Einer der Nachbarn des Imkers ist der Bauer Guillaume Sauvée. Ein Teil der Futtermittel, die er einsetzt, wurden mit chemischen Stoffen behandelt. Auf Spritzmittel zu verzichten, sagen viele Bauern, würde sie an den Rand der Pleite bringen. „Wenn uns Leute sagen, wir seien Vergifter, sollen sie uns die Lösung vorlegen, die sie haben“, betont Sauvée. „Sollte ich morgen meine Nutzfläche im Verhältnis zu meinem heutigen Viehbestand reduzieren müssen, könnte ich meine Tiere und damit auch die Bevölkerung nicht mehr ausreichend ernähren.“

Wir haben uns noch einmal mit Daniel Cueff, dem Kämpfer gegen die Pestizid-Nutzung, getroffen. „Die Bauern leben mehr schlecht als recht von ihrer Arbeit - sie sind wirtschaftlich angeschlagen und nicht die Pestizidhändler. Es sind die Interessenvertreter der Chemie, die wir angreifen. Es gibt ein echtes Problem mit der Gesundheit der Bevölkerung, ich würde sogar sagen mit der Freiheit der Bevölkerung. Die Menschen können nicht hinnehmen, gewisse Stoffe einzuatmen“, so Cueff.
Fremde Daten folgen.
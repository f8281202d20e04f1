//! Menu listing.

use std::io::Write;

use resto_storefront::catalog::{MenuFilter, PriceBand};
use resto_storefront::views::text;

use super::{App, CliError};

/// Print the dishes passing the given filters.
pub fn list(
    app: &App,
    category: Option<String>,
    search: Option<String>,
    price: PriceBand,
    dietary: Option<String>,
    out: &mut impl Write,
) -> Result<(), CliError> {
    let filter = MenuFilter {
        category,
        search,
        price,
        dietary,
    };
    let items = app.menu.filter(&filter);
    if items.is_empty() {
        writeln!(out, "No dishes match your filters.")?;
        return Ok(());
    }
    write!(out, "{}", text::render_menu(items)?)?;
    Ok(())
}
//! Newtype IDs for type-safe entity references.
//!
//! Use the `define_id!` macro to create type-safe ID wrappers that prevent
//! accidentally mixing IDs from different entity types.

use core::fmt;
use core::ops::RangeInclusive;

use rand::Rng;
use serde::{Deserialize, Serialize};

/// Macro to define a type-safe, string-backed ID wrapper.
///
/// Identifiers in this system are opaque strings handed over by the menu
/// markup or the table scanner, so the wrapper never interprets them.
///
/// Creates a newtype wrapper around `String` with:
/// - `Serialize`/`Deserialize` with `#[serde(transparent)]`
/// - `Debug`, `Clone`, `PartialEq`, `Eq`, `Hash`, `PartialOrd`, `Ord`
/// - Conversion methods: `new()`, `as_str()`
/// - `From<&str>`, `From<String>`, `AsRef<str>` and `Display`
///
/// # Example
///
/// ```rust
/// # use resto_core::define_id;
/// define_id!(DishId);
/// define_id!(SeatId);
///
/// let dish = DishId::new("7");
/// let seat = SeatId::new("7");
///
/// // These are different types, so this won't compile:
/// // let _: DishId = seat;
/// assert_eq!(dish.as_str(), seat.as_str());
/// ```
#[macro_export]
macro_rules! define_id {
    ($name:ident) => {
        #[derive(
            Debug,
            Clone,
            PartialEq,
            Eq,
            Hash,
            PartialOrd,
            Ord,
            ::serde::Serialize,
            ::serde::Deserialize
        )]
        #[serde(transparent)]
        pub struct $name(String);

        impl $name {
            /// Create a new ID from any string-like value.
            #[must_use]
            pub fn new(id: impl Into<String>) -> Self {
                Self(id.into())
            }

            /// Get the underlying string value.
            #[must_use]
            pub fn as_str(&self) -> &str {
                &self.0
            }
        }

        impl ::core::fmt::Display for $name {
            fn fmt(&self, f: &mut ::core::fmt::Formatter<'_>) -> ::core::fmt::Result {
                f.write_str(&self.0)
            }
        }

        impl From<&str> for $name {
            fn from(id: &str) -> Self {
                Self(id.to_owned())
            }
        }

        impl From<String> for $name {
            fn from(id: String) -> Self {
                Self(id)
            }
        }

        impl AsRef<str> for $name {
            fn as_ref(&self) -> &str {
                &self.0
            }
        }
    };
}

// Purchasable menu entry; identifies a product, not a cart slot.
define_id!(ProductId);
// Table identifier produced by the scanner; opaque to the order core.
define_id!(TableId);

/// A six-digit order number shown on the confirmation page and the bill.
///
/// Numbers are drawn at random from [`OrderNumber::RANGE`]. There is no
/// collision check against previously placed orders.
#[derive(Debug, Clone, Copy, PartialEq, Eq, Hash, PartialOrd, Ord, Serialize, Deserialize)]
#[serde(transparent)]
pub struct OrderNumber(u32);

impl OrderNumber {
    /// The inclusive range order numbers are drawn from.
    pub const RANGE: RangeInclusive<u32> = 100_000..=999_999;

    /// Wrap an existing order number.
    #[must_use]
    pub const fn new(number: u32) -> Self {
        Self(number)
    }

    /// Draw a fresh pseudo-random order number.
    #[must_use]
    pub fn generate() -> Self {
        Self(rand::rng().random_range(Self::RANGE))
    }

    /// Get the underlying number.
    #[must_use]
    pub const fn as_u32(&self) -> u32 {
        self.0
    }
}

impl fmt::Display for OrderNumber {
    fn fmt(&self, f: &mut fmt::Formatter<'_>) -> fmt::Result {
        write!(f, "{}", self.0)
    }
}

impl From<u32> for OrderNumber {
    fn from(number: u32) -> Self {
        Self(number)
    }
}

#[cfg(test)]
#[allow(clippy::unwrap_used)]
mod tests {
    use super::*;

    #[test]
    fn test_product_id_is_transparent_string() {
        let id = ProductId::new("42");
        assert_eq!(serde_json::to_string(&id).unwrap(), "\"42\"");
        let parsed: ProductId = serde_json::from_str("\"42\"").unwrap();
        assert_eq!(parsed, id);
    }

    #[test]
    fn test_generated_order_numbers_stay_in_range() {
        for _ in 0..1_000 {
            let number = OrderNumber::generate();
            assert!(OrderNumber::RANGE.contains(&number.as_u32()));
        }
    }

    #[test]
    fn test_order_number_display() {
        assert_eq!(OrderNumber::new(123_456).to_string(), "123456");
    }
}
Der Ort Langouet gilt als Musterbeispiel für eine umweltschonende Lebensweise. Hélène Heuré wohnt hier. „Die Kantinenabfälle werden als Hühnerfutter weiterverwendet“, erklärt sie. Sie leitet die örtliche Bücherhalle. Sie und andere Einwohner des Ortes haben ihren Urin untersuchen lassen, um über mögliche Rückstände von krebserregenden Stoffen Bescheid zu wissen. Heuré: „Wir, die aufpassen, die auf natürliche Weise gärtnern, die keine chemischen Waschmittel und Putzmittel verwenden, haben trotzdem erhöhte Werte. Die Werte der Kinder sind am höchsten, und man stellt sich so seine Fragen.“

Nicht nur in Langouet spricht man darüber. Einige Kilometer entfernt baut Mathieu Lavolée Getreide an. Auch ihn beschäftigt die Aussicht, vielleicht einen größeren Sicherheitsabstand zwischen seinen Feldern und Wohnhäusern einrichten zu müssen.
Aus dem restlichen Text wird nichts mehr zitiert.